Dataset items
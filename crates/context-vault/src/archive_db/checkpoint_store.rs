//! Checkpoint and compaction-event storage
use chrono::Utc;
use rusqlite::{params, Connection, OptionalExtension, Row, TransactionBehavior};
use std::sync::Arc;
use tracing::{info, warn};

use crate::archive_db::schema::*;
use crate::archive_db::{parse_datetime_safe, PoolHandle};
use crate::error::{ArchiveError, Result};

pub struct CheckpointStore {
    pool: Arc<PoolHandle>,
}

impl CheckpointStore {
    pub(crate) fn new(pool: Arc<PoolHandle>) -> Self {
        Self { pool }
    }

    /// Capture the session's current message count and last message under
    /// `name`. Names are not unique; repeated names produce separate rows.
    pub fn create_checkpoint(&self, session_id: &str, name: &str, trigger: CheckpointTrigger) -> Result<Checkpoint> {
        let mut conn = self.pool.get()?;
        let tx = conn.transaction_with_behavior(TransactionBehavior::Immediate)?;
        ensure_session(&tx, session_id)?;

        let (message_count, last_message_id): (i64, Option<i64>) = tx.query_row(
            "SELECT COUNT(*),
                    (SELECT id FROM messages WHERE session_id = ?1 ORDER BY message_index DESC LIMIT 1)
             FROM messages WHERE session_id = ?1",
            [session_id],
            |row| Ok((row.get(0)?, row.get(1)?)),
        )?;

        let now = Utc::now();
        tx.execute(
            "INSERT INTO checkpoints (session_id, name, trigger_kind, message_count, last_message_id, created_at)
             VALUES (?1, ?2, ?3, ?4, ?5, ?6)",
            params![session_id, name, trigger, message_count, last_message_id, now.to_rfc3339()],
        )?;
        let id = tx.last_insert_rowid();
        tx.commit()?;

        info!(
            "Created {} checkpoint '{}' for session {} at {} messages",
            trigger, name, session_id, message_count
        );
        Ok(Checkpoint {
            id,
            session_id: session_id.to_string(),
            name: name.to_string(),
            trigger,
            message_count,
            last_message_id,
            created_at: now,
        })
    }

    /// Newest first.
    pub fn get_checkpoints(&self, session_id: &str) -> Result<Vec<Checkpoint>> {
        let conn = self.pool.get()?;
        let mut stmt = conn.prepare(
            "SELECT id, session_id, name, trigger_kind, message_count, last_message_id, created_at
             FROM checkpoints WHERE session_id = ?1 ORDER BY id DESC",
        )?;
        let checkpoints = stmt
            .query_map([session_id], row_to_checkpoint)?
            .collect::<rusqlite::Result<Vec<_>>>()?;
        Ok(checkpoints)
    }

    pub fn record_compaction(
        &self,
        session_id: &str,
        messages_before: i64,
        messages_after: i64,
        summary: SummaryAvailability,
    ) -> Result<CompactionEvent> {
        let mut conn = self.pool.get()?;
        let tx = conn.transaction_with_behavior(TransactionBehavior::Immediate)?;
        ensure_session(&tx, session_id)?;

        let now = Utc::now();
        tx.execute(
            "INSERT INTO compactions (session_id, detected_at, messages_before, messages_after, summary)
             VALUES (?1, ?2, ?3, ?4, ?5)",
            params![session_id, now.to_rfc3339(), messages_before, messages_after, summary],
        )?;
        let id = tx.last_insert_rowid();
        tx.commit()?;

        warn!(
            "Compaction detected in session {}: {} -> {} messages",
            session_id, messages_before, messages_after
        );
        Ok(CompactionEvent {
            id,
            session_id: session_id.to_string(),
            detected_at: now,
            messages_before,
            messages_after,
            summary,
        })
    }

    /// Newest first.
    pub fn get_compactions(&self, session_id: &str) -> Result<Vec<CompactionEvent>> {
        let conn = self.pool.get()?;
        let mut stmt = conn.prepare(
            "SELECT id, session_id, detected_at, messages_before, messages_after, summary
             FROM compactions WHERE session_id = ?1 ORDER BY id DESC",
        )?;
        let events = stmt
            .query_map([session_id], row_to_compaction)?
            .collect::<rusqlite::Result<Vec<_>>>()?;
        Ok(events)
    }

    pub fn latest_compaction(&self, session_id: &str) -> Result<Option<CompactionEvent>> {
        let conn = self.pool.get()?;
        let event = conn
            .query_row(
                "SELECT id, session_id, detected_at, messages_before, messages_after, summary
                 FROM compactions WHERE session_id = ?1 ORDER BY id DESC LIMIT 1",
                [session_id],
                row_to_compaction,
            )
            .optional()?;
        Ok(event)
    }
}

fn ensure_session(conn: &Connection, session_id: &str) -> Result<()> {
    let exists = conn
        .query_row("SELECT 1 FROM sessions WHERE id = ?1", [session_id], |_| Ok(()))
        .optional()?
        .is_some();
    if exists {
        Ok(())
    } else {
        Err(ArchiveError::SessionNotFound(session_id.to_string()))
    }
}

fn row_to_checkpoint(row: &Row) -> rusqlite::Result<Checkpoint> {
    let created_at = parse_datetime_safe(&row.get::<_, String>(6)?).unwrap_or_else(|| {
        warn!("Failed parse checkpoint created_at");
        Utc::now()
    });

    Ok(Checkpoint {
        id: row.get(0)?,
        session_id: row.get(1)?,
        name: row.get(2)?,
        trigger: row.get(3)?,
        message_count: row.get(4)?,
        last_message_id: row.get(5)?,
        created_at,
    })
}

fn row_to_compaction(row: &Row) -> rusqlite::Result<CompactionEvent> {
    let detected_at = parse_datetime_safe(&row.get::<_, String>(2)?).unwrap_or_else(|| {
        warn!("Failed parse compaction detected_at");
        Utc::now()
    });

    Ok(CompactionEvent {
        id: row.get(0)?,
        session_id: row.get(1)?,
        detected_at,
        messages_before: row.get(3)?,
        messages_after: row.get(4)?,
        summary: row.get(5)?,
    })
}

Aim of the task: All of the records shown above should be reproduced exactly.

Written answer:
filename crates/context-vault/src/archive_db/checkpoint_store.rs
//! Checkpoint and compaction-event storage
use chrono::Utc;
use rusqlite::{params, Connection, OptionalExtension, Row, TransactionBehavior};
use std::sync::Arc;
use tracing::{info, warn};

use crate::archive_db::schema::*;
use crate::archive_db::{parse_datetime_safe, PoolHandle};
use crate::error::{ArchiveError, Result};

pub struct CheckpointStore {
    pool: Arc<PoolHandle>,
}

impl CheckpointStore {
    pub(crate) fn new(pool: Arc<PoolHandle>) -> Self {
        Self { pool }
    }

    /// Capture the session's current message count and last message under
    /// `name`. Names are not unique; repeated names produce separate rows.
    pub fn create_checkpoint(&self, session_id: &str, name: &str, trigger: CheckpointTrigger) -> Result<Checkpoint> {
        let mut conn = self.pool.get()?;
        let tx = conn.transaction_with_behavior(TransactionBehavior::Immediate)?;
        ensure_session(&tx, session_id)?;

        let (message_count, last_message_id): (i64, Option<i64>) = tx.query_row(
            "SELECT COUNT(*),
                    (SELECT id FROM messages WHERE session_id = ?1 ORDER BY message_index DESC LIMIT 1)
             FROM messages WHERE session_id = ?1",
            [session_id],
            |row| Ok((row.get(0)?, row.get(1)?)),
        )?;

        let now = Utc::now();
        tx.execute(
            "INSERT INTO checkpoints (session_id, name, trigger_kind, message_count, last_message_id, created_at)
             VALUES (?1, ?2, ?3, ?4, ?5, ?6)",
            params![session_id, name, trigger, message_count, last_message_id, now.to_rfc3339()],
        )?;
        let id = tx.last_insert_rowid();
        tx.commit()?;

        info!(
            "Created {} checkpoint '{}' for session {} at {} messages",
            trigger, name, session_id, message_count
        );
        Ok(Checkpoint {
            id,
            session_id: session_id.to_string(),
            name: name.to_string(),
            trigger,
            message_count,
            last_message_id,
            created_at: now,
        })
    }

    /// Newest first.
    pub fn get_checkpoints(&self, session_id: &str) -> Result<Vec<Checkpoint>> {
        let conn = self.pool.get()?;
        let mut stmt = conn.prepare(
            "SELECT id, session_id, name, trigger_kind, message_count, last_message_id, created_at
             FROM checkpoints WHERE session_id = ?1 ORDER BY id DESC",
        )?;
        let checkpoints = stmt
            .query_map([session_id], row_to_checkpoint)?
            .collect::<rusqlite::Result<Vec<_>>>()?;
        Ok(checkpoints)
    }

    pub fn record_compaction(
        &self,
        session_id: &str,
        messages_before: i64,
        messages_after: i64,
        summary: SummaryAvailability,
    ) -> Result<CompactionEvent> {
        let mut conn = self.pool.get()?;
        let tx = conn.transaction_with_behavior(TransactionBehavior::Immediate)?;
        ensure_session(&tx, session_id)?;

        let now = Utc::now();
        tx.execute(
            "INSERT INTO compactions (session_id, detected_at, messages_before, messages_after, summary)
             VALUES (?1, ?2, ?3, ?4, ?5)",
            params![session_id, now.to_rfc3339(), messages_before, messages_after, summary],
        )?;
        let id = tx.last_insert_rowid();
        tx.commit()?;

        warn!(
            "Compaction detected in session {}: {} -> {} messages",
            session_id, messages_before, messages_after
        );
        Ok(CompactionEvent {
            id,
            session_id: session_id.to_string(),
            detected_at: now,
            messages_before,
            messages_after,
            summary,
        })
    }

    /// Newest first.
    pub fn get_compactions(&self, session_id: &str) -> Result<Vec<CompactionEvent>> {
        let conn = self.pool.get()?;
        let mut stmt = conn.prepare(
            "SELECT id, session_id, detected_at, messages_before, messages_after, summary
             FROM compactions WHERE session_id = ?1 ORDER BY id DESC",
        )?;
        let events = stmt
            .query_map([session_id], row_to_compaction)?
            .collect::<rusqlite::Result<Vec<_>>>()?;
        Ok(events)
    }

    pub fn latest_compaction(&self, session_id: &str) -> Result<Option<CompactionEvent>> {
        let conn = self.pool.get()?;
        let event = conn
            .query_row(
                "SELECT id, session_id, detected_at, messages_before, messages_after, summary
                 FROM compactions WHERE session_id = ?1 ORDER BY id DESC LIMIT 1",
                [session_id],
                row_to_compaction,
            )
            .optional()?;
        Ok(event)
    }
}

fn ensure_session(conn: &Connection, session_id: &str) -> Result<()> {
    let exists = conn
        .query_row("SELECT 1 FROM sessions WHERE id = ?1", [session_id], |_| Ok(()))
        .optional()?
        .is_some();
    if exists {
        Ok(())
    } else {
        Err(ArchiveError::SessionNotFound(session_id.to_string()))
    }
}

fn row_to_checkpoint(row: &Row) -> rusqlite::Result<Checkpoint> {
    let created_at = parse_datetime_safe(&row.get::<_, String>(6)?).unwrap_or_else(|| {
        warn!("Failed parse checkpoint created_at");
        Utc::now()
    });

    Ok(Checkpoint {
        id: row.get(0)?,
        session_id: row.get(1)?,
        name: row.get(2)?,
        trigger: row.get(3)?,
        message_count: row.get(4)?,
        last_message_id: row.get(5)?,
        created_at,
    })
}

fn row_to_compaction(row: &Row) -> rusqlite::Result<CompactionEvent> {
    let detected_at = parse_datetime_safe(&row.get::<_, String>(2)?).unwrap_or_else(|| {
        warn!("Failed parse compaction detected_at");
        Utc::now()
    });

    Ok(CompactionEvent {
        id: row.get(0)?,
        session_id: row.get(1)?,
        detected_at,
        messages_before: row.get(3)?,
        messages_after: row.get(4)?,
        summary: row.get(5)?,
    })
}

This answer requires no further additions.